Scientific classification
- Kingdom: Animalia
- Phylum: Mollusca
- Class: Gastropoda
- Subclass: Vetigastropoda
- Order: Trochida
- Family: Calliostomatidae
- Subfamily: Calliostomatinae
- Genus: Calliostoma
- Species: C. venustum
- Binomial name: Calliostoma venustum (Dunker, 1871)
- Synonyms: Ziziphinus venustus Dunker, 1871

= Calliostoma venustum =

- Authority: (Dunker, 1871)
- Synonyms: Ziziphinus venustus Dunker, 1871

Species of gastropod

Calliostoma venustum is a species of sea snail, a marine gastropod mollusk in the family Calliostomatidae.

==Description==
The height of the shell attains 13 mm. The imperforate shell has an elevated-conical form, narrow and slender, the lateral outlines of spire straight, the base convex. It is strong and solid. The ground color is either olive-green or dark red, with narrow longitudinal stripes of white. The periphery of the body whorl is sometimes articulated with white, and the base of the shell is either unicolored dark, or finely dotted with white. The shell contains 10 whorls, the apical one or two convex and smooth, the following flat, finely spirally striate (about 14 striae on the penultimate whorl of a large specimen). The body whorl is convex at the
periphery, angulated there in specimens not completely adult, and convex beneath, with 10-12 concentric lirulae there.
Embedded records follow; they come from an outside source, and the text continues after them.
#[cfg(all(test, not(miri)))]
mod tests {
    use super::*;
    use crate::companion::downcast_companion;
    use crate::config::RegistryConfig;
    use crate::context::Context;
    use crate::registry::ExtensionSlot;
    use crate::type_info::EnumInfo;
    use core::cell::Cell;

    #[derive(Default)]
    struct Item {
        slot: ExtensionSlot,
    }

    impl Host for Item {
        fn extension_slot(&self) -> &ExtensionSlot {
            &self.slot
        }
    }

    #[derive(Default)]
    struct Keys {
        enabled: Cell<i32>,
        pressed: Cell<i32>,
    }

    impl Companion for Keys {}

    struct KeysAccessor;

    impl PropertyAccessor for KeysAccessor {
        type Value = i32;

        fn query(&self, object: &dyn Companion, name: &str) -> Option<(SlotIndex, QueryFlags)> {
            downcast_companion::<Keys>(object)?;
            match name {
                "enabled" => Some((0, QueryFlags::HANDLES_READ | QueryFlags::HANDLES_WRITE)),
                "pressed" => Some((1, QueryFlags::HANDLES_READ)),
                _ => None,
            }
        }

        fn read(&self, object: &dyn Companion, slot: SlotIndex) -> Option<i32> {
            let keys = downcast_companion::<Keys>(object)?;
            match slot {
                0 => Some(keys.enabled.get()),
                1 => Some(keys.pressed.get()),
                _ => None,
            }
        }

        fn write(&self, object: &dyn Companion, slot: SlotIndex, value: i32) -> bool {
            match (downcast_companion::<Keys>(object), slot) {
                (Some(keys), 0) => {
                    keys.enabled.set(value);
                    true
                }
                _ => false,
            }
        }
    }

    fn item_type() -> Rc<TypeInfo> {
        Rc::new(
            TypeInfo::new("Item", TypeIndex(1))
                .with_enum(EnumInfo::new("Mode").with_key("Foo", 7).with_key("Bar", 2)),
        )
    }

    fn rect_type() -> Rc<TypeInfo> {
        Rc::new(
            TypeInfo::new("Rect", TypeIndex(2))
                .with_base(item_type())
                .with_enum(EnumInfo::new("Shape").with_key("Foo", 9)),
        )
    }

    fn registry() -> SideTableRegistry {
        SideTableRegistry::new(RegistryConfig::default().with_strict(false))
    }

    fn keys_factory(calls: &Cell<u32>) -> impl Fn(TypeIndex, &dyn Host) -> Option<Rc<dyn Companion>> + '_ {
        move |_, _| {
            calls.set(calls.get() + 1);
            Some(Rc::new(Keys::default()) as Rc<dyn Companion>)
        }
    }

    #[test]
    fn most_derived_enumerator_wins() {
        let registry = registry();
        let calls = Cell::new(0);
        let factory = keys_factory(&calls);
        let resolver = NameResolver::new(&registry, &factory, &KeysAccessor);

        let subject = Subject::of_type(rect_type());
        assert_eq!(resolver.resolve("Foo", &subject, None).enum_value(), Some(9));
        assert_eq!(resolver.resolve("Bar", &subject, None).enum_value(), Some(2));
        assert!(matches!(
            resolver.resolve("Baz", &subject, None),
            Resolution::Unresolved(Unresolved::NotFound)
        ));
        assert_eq!(calls.get(), 0);
    }

    #[test]
    fn excluded_enums_and_empty_identifiers_are_unresolved() {
        let registry = registry();
        let calls = Cell::new(0);
        let factory = keys_factory(&calls);
        let resolver = NameResolver::new(&registry, &factory, &KeysAccessor);

        let subject = Subject::of_type(rect_type()).with_mode(TypeNameMode::ExcludeEnums);
        assert!(matches!(
            resolver.resolve("Foo", &subject, None),
            Resolution::Unresolved(Unresolved::EnumsExcluded)
        ));
        assert!(matches!(
            resolver.resolve("", &subject, None),
            Resolution::Unresolved(Unresolved::EmptyIdentifier)
        ));
    }

    #[test]
    fn ambiguous_enumerators_are_rejected() {
        let registry = registry();
        let calls = Cell::new(0);
        let factory = keys_factory(&calls);
        let resolver = NameResolver::new(&registry, &factory, &KeysAccessor);
        let ty = TypeInfo::new("Text", TypeIndex(5))
            .with_enum(EnumInfo::new("HAlign").with_key("Left", 1))
            .with_enum(EnumInfo::new("Elide").with_key("Left", 4));
        assert!(matches!(
            resolver.resolve("Left", &Subject::of_type(Rc::new(ty)), None),
            Resolution::Unresolved(Unresolved::AmbiguousEnumerator)
        ));
    }

    #[test]
    fn namespaces_resolve_types_and_paths() {
        let registry = registry();
        let calls = Cell::new(0);
        let factory = keys_factory(&calls);
        let resolver = NameResolver::new(&registry, &factory, &KeysAccessor);

        let mut ns = TypeNamespace::new("Ui");
        ns.insert_type(rect_type());
        ns.insert_namespace(Rc::new(TypeNamespace::new("Effects")));
        let subject = Subject::of_namespace(Rc::new(ns));

        assert!(matches!(
            resolver.resolve("Rect", &subject, None),
            Resolution::TypeReference(ty) if ty.index() == TypeIndex(2)
        ));
        assert!(matches!(
            resolver.resolve("Effects", &subject, None),
            Resolution::Unresolved(Unresolved::NotAType)
        ));
        assert!(matches!(
            resolver.resolve("Missing", &subject, None),
            Resolution::Unresolved(Unresolved::NotFound)
        ));

        assert_eq!(resolver.resolve_path("Rect.Foo", subject.clone(), None).enum_value(), Some(9));
        assert!(matches!(
            resolver.resolve_path("Rect.Foo.Bar", subject.clone(), None),
            Resolution::Unresolved(Unresolved::NotAType)
        ));
        assert!(matches!(
            resolver.resolve_path("Rect..Foo", subject.clone(), None),
            Resolution::Unresolved(Unresolved::EmptyIdentifier)
        ));

        let excluded = subject.with_mode(TypeNameMode::ExcludeEnums);
        assert!(matches!(
            resolver.resolve_path("Rect.Foo", excluded, None),
            Resolution::Unresolved(Unresolved::EnumsExcluded)
        ));
    }

    #[test]
    fn lowercase_needs_a_host() {
        let registry = registry();
        let calls = Cell::new(0);
        let factory = keys_factory(&calls);
        let resolver = NameResolver::new(&registry, &factory, &KeysAccessor);
        assert!(matches!(
            resolver.resolve("enabled", &Subject::of_type(item_type()), None),
            Resolution::Unresolved(Unresolved::NoHostInScope)
        ));
        assert_eq!(calls.get(), 0);
    }

    #[test]
    fn companion_is_created_once_and_shared() {
        let registry = registry();
        let calls = Cell::new(0);
        let factory = keys_factory(&calls);
        let resolver = NameResolver::new(&registry, &factory, &KeysAccessor);
        let item = Item::default();
        let subject = Subject::of_type(item_type());

        let first = resolver.resolve("enabled", &subject, Some(&item));
        let second = resolver.resolve("pressed", &subject, Some(&item));
        match (first, second) {
            (Resolution::Companion(first), Resolution::Companion(second)) => {
                assert!(Rc::ptr_eq(first.companion(), second.companion()));
                assert_eq!(first.slot(), 0);
                assert_eq!(second.flags(), QueryFlags::HANDLES_READ);
            }
            other => panic!("unexpected resolutions: {other:?}"),
        }
        assert_eq!(calls.get(), 1);
        assert_eq!(registry.get(&item, false).map(|table| table.companion_count()), Some(1));

        assert!(matches!(
            resolver.resolve("missing", &subject, Some(&item)),
            Resolution::Unresolved(Unresolved::NoSuchProperty)
        ));
    }

    #[test]
    fn reads_and_writes_go_through_the_accessor() {
        let registry = registry();
        let calls = Cell::new(0);
        let factory = keys_factory(&calls);
        let resolver = NameResolver::new(&registry, &factory, &KeysAccessor);
        let item = Item::default();
        let subject = Subject::of_type(item_type());

        let Resolution::Companion(enabled) = resolver.resolve("enabled", &subject, Some(&item)) else {
            panic!("expected a companion property");
        };
        assert!(resolver.write(&enabled, 1));
        assert_eq!(resolver.read(&enabled), Some(1));

        let Resolution::Companion(pressed) = resolver.resolve("pressed", &subject, Some(&item)) else {
            panic!("expected a companion property");
        };
        assert!(!resolver.write(&pressed, 5));
        assert_eq!(resolver.read(&pressed), Some(0));
    }

    #[test]
    fn retired_host_resolves_without_calling_the_factory() {
        let registry = registry();
        let calls = Cell::new(0);
        let factory = keys_factory(&calls);
        let resolver = NameResolver::new(&registry, &factory, &KeysAccessor);
        let ctx = Context::new("scope");
        let item = Item {
            slot: ExtensionSlot::new(&ctx),
        };
        let subject = Subject::of_type(item_type());
        assert!(resolver.resolve("enabled", &subject, Some(&item)).is_resolved());
        assert_eq!(calls.get(), 1);

        ctx.destroy();
        for _ in 0..3 {
            assert!(matches!(
                resolver.resolve("enabled", &subject, Some(&item)),
                Resolution::Unresolved(Unresolved::CompanionDeclined)
            ));
        }
        assert_eq!(calls.get(), 1);
    }

    #[test]
    fn declined_companion_is_retried() {
        let registry = registry();
        let ready = Cell::new(false);
        let calls = Cell::new(0);
        let factory = |_: TypeIndex, _: &dyn Host| -> Option<Rc<dyn Companion>> {
            calls.set(calls.get() + 1);
            ready.get().then(|| Rc::new(Keys::default()) as Rc<dyn Companion>)
        };
        let resolver = NameResolver::new(&registry, &factory, &KeysAccessor);
        let item = Item::default();
        let subject = Subject::of_type(item_type());

        assert!(matches!(
            resolver.resolve("enabled", &subject, Some(&item)),
            Resolution::Unresolved(Unresolved::CompanionDeclined)
        ));
        ready.set(true);
        assert!(resolver.resolve("enabled", &subject, Some(&item)).is_resolved());
        assert!(resolver.resolve("enabled", &subject, Some(&item)).is_resolved());
        assert_eq!(calls.get(), 2);
    }
}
The entire surface contains fine lines of growth. There is sometimes a slight tendency toward plication on the periphery of the last whorl. The oblique aperture is quadrangular and smooth inside. The basal lip is thickened by a straight callous inside. The short columella is vertical, arcuate above, and terminaties in a truncation or fold-like tooth. The columella is very strongly folded at the base.

==Distribution==
This species occurs in the Pacific Ocean off the Fiji Islands.